» Activity:
In the entries below, find the line with "repository 6dd8d6600958fcd4" and the line with "scheduled for deletion."; give again those lines and every line between them, exactly.
Given records Start Marker
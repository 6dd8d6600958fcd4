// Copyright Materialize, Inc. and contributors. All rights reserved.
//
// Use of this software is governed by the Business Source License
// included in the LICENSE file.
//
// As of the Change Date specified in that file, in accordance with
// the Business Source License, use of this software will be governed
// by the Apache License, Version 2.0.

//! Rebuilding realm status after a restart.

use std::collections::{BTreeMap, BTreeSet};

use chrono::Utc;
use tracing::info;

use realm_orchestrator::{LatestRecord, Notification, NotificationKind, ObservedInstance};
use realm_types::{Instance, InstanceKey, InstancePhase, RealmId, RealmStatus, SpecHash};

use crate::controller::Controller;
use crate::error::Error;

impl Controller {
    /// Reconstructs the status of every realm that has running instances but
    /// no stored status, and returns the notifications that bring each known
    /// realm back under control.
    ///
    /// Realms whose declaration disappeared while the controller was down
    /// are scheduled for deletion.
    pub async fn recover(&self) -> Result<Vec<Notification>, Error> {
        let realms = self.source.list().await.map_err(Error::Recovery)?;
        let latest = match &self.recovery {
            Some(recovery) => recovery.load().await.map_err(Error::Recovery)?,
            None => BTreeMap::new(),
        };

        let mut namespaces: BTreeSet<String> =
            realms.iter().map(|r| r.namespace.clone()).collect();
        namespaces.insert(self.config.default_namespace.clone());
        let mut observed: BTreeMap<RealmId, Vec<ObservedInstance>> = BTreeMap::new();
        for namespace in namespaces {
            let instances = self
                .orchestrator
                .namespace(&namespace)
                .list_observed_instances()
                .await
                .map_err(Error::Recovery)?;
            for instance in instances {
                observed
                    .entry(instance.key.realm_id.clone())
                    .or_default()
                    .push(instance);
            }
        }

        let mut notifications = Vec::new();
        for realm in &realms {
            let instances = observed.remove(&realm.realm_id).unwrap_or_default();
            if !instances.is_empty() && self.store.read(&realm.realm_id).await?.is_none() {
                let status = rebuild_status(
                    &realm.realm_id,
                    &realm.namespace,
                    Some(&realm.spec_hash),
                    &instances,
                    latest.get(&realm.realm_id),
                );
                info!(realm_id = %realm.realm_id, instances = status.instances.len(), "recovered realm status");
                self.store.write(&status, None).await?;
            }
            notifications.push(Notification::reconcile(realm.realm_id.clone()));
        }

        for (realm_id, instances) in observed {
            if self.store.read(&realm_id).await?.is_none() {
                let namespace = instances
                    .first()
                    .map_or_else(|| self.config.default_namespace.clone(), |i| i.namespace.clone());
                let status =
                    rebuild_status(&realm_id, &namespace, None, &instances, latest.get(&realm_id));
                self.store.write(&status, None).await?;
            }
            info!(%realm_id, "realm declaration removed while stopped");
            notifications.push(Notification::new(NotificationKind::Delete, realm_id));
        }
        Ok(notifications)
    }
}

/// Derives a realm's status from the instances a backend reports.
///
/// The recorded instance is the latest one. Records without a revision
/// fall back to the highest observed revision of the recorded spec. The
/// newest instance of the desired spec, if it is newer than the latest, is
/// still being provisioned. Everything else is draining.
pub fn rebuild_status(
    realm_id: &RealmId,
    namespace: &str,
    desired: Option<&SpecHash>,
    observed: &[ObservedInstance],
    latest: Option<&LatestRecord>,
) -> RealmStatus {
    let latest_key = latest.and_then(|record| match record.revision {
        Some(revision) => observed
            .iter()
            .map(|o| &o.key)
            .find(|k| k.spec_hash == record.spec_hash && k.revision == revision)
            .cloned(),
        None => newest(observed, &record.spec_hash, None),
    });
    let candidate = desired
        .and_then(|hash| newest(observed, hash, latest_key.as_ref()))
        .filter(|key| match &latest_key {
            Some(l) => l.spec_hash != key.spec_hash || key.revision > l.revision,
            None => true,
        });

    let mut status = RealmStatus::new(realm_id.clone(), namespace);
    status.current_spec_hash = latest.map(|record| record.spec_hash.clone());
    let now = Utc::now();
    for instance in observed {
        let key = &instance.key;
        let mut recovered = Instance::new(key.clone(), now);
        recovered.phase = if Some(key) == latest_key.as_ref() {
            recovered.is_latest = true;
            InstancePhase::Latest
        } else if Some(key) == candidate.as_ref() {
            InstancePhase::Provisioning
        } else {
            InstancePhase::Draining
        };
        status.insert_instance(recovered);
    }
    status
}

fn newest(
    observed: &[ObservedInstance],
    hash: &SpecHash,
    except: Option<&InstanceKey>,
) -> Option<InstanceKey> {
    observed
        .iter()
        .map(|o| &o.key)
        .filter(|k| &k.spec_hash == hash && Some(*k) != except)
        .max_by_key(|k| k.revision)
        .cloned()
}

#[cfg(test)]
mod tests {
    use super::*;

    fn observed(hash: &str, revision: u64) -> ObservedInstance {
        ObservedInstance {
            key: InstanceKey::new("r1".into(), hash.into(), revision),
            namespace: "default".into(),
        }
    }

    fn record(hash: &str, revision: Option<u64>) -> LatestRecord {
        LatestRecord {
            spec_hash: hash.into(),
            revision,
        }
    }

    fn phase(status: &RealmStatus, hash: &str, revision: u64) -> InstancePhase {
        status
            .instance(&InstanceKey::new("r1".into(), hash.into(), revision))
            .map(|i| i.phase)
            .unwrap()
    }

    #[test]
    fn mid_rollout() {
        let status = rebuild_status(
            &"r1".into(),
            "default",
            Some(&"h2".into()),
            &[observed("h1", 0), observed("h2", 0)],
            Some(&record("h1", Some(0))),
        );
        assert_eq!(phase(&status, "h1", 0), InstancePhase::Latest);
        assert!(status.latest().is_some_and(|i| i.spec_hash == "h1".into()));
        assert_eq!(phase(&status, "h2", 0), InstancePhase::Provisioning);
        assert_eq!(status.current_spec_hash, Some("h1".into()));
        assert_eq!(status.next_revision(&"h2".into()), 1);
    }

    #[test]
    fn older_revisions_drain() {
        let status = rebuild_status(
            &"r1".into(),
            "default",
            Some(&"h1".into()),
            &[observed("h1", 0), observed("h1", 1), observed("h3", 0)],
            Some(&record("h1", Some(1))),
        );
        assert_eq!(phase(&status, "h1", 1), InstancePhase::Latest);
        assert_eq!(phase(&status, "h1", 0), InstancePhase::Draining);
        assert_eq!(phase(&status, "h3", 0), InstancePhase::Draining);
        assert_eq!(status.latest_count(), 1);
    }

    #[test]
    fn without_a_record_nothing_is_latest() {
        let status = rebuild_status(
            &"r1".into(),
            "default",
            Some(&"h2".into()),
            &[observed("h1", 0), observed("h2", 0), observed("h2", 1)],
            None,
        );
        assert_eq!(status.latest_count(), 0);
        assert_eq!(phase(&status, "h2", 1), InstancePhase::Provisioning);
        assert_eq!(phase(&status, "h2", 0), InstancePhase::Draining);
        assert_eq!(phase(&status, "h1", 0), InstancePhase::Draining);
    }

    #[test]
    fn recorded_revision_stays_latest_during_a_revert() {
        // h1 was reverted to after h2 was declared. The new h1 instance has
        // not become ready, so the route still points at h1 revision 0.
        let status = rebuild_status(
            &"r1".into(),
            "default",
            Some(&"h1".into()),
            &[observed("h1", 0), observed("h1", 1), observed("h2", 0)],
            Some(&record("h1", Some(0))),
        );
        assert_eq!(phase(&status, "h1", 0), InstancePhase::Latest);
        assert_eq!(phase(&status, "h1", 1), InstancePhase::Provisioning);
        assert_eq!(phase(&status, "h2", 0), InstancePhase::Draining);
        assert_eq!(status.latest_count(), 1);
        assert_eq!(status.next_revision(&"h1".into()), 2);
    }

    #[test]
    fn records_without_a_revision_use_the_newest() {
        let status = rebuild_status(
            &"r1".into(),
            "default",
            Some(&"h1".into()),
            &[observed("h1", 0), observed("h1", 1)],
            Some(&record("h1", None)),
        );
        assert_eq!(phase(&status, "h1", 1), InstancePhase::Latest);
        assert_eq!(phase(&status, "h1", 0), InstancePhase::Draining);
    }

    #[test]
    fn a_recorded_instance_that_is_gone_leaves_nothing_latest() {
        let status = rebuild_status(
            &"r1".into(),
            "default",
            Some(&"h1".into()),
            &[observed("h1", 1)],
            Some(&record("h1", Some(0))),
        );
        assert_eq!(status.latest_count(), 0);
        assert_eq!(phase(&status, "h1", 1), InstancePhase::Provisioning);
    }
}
Given records End Marker
Given records Start Marker
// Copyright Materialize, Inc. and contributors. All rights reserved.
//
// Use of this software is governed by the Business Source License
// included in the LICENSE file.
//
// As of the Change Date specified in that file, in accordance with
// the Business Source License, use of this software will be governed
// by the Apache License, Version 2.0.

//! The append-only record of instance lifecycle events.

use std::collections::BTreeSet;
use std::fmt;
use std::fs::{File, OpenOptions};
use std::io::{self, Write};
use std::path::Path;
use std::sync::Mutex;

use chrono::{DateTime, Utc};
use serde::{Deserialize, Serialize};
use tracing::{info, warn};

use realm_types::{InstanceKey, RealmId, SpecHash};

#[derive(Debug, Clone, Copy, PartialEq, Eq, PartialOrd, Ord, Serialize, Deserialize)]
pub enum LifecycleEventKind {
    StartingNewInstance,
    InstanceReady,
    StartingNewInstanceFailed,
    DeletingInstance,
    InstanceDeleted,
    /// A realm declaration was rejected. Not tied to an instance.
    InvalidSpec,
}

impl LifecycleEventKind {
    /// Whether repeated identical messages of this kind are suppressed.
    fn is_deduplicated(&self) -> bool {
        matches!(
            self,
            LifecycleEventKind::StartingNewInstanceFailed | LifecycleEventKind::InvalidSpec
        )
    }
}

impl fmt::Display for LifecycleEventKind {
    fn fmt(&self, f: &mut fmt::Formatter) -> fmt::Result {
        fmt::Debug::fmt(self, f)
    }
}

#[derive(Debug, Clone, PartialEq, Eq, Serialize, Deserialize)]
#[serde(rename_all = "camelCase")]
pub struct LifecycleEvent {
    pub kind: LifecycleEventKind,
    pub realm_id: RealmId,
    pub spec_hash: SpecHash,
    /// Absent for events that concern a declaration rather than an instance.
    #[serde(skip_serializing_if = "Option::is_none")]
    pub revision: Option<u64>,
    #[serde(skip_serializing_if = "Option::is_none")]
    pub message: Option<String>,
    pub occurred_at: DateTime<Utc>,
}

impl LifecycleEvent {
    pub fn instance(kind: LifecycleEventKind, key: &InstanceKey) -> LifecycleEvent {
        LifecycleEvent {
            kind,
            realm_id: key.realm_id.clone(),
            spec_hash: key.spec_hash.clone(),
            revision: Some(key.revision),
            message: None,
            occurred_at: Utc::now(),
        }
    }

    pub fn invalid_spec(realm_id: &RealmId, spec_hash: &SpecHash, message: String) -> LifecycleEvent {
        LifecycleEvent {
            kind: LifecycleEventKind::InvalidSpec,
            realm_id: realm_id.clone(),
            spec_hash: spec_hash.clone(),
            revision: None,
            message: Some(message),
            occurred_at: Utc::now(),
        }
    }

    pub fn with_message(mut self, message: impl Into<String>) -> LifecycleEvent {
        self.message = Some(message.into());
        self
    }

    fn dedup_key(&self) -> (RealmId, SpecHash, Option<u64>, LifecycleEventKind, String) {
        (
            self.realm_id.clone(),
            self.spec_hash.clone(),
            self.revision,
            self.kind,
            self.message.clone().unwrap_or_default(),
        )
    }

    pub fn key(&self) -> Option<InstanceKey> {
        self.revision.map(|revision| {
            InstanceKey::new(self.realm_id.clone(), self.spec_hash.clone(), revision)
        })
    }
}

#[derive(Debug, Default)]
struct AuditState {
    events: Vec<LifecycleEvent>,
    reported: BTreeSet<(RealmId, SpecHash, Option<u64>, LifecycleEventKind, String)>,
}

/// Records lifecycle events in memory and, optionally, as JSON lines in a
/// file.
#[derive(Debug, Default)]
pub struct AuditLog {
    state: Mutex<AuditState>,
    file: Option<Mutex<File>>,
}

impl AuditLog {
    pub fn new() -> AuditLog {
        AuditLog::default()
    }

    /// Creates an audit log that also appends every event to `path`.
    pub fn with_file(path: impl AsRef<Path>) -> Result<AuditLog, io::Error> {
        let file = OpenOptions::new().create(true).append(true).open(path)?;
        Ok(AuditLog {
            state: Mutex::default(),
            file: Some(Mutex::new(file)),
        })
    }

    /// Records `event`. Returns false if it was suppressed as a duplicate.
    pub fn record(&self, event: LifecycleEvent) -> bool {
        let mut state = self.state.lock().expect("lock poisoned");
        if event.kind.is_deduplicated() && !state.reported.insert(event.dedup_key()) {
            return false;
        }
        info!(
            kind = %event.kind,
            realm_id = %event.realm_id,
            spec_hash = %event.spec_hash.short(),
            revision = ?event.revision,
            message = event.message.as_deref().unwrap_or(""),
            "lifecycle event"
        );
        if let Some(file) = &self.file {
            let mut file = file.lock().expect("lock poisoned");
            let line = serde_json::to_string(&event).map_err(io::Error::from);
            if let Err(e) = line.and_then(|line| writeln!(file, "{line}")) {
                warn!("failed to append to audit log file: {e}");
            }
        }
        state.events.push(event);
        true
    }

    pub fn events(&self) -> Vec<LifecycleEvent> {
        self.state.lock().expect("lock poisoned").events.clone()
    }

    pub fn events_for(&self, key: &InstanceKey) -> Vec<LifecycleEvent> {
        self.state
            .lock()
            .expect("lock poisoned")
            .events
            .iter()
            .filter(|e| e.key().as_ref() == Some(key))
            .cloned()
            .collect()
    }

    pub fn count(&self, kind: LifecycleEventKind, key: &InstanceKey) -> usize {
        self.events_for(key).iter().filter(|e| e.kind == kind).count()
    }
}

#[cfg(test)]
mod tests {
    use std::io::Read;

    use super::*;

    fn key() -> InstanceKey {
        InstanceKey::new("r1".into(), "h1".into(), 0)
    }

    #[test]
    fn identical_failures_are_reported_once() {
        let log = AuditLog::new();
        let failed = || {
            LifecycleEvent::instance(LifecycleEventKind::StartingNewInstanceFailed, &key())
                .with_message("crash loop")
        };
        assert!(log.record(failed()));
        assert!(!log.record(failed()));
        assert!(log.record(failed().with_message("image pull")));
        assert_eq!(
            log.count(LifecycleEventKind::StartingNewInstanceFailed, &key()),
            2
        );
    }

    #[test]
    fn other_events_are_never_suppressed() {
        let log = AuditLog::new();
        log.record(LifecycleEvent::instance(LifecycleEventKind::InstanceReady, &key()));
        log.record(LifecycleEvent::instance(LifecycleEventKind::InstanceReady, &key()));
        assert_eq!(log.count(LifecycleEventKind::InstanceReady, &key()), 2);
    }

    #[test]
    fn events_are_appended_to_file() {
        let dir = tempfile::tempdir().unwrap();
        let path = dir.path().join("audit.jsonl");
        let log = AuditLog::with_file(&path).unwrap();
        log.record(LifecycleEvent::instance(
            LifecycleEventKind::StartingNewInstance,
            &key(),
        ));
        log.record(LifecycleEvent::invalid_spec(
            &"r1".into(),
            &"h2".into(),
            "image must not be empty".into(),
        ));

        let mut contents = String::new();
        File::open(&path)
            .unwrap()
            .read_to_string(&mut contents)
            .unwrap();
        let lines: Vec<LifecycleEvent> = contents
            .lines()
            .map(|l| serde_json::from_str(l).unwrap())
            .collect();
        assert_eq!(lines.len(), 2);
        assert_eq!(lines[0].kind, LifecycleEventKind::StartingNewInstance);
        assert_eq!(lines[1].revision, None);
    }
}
Given records End Marker
» Written solution:
repository 6dd8d6600958fcd4
// Copyright Materialize, Inc. and contributors. All rights reserved.
//
// Use of this software is governed by the Business Source License
// included in the LICENSE file.
//
// As of the Change Date specified in that file, in accordance with
// the Business Source License, use of this software will be governed
// by the Apache License, Version 2.0.

//! Rebuilding realm status after a restart.

use std::collections::{BTreeMap, BTreeSet};

use chrono::Utc;
use tracing::info;

use realm_orchestrator::{LatestRecord, Notification, NotificationKind, ObservedInstance};
use realm_types::{Instance, InstanceKey, InstancePhase, RealmId, RealmStatus, SpecHash};

use crate::controller::Controller;
use crate::error::Error;

impl Controller {
    /// Reconstructs the status of every realm that has running instances but
    /// no stored status, and returns the notifications that bring each known
    /// realm back under control.
    ///
    /// Realms whose declaration disappeared while the controller was down
    /// are scheduled for deletion.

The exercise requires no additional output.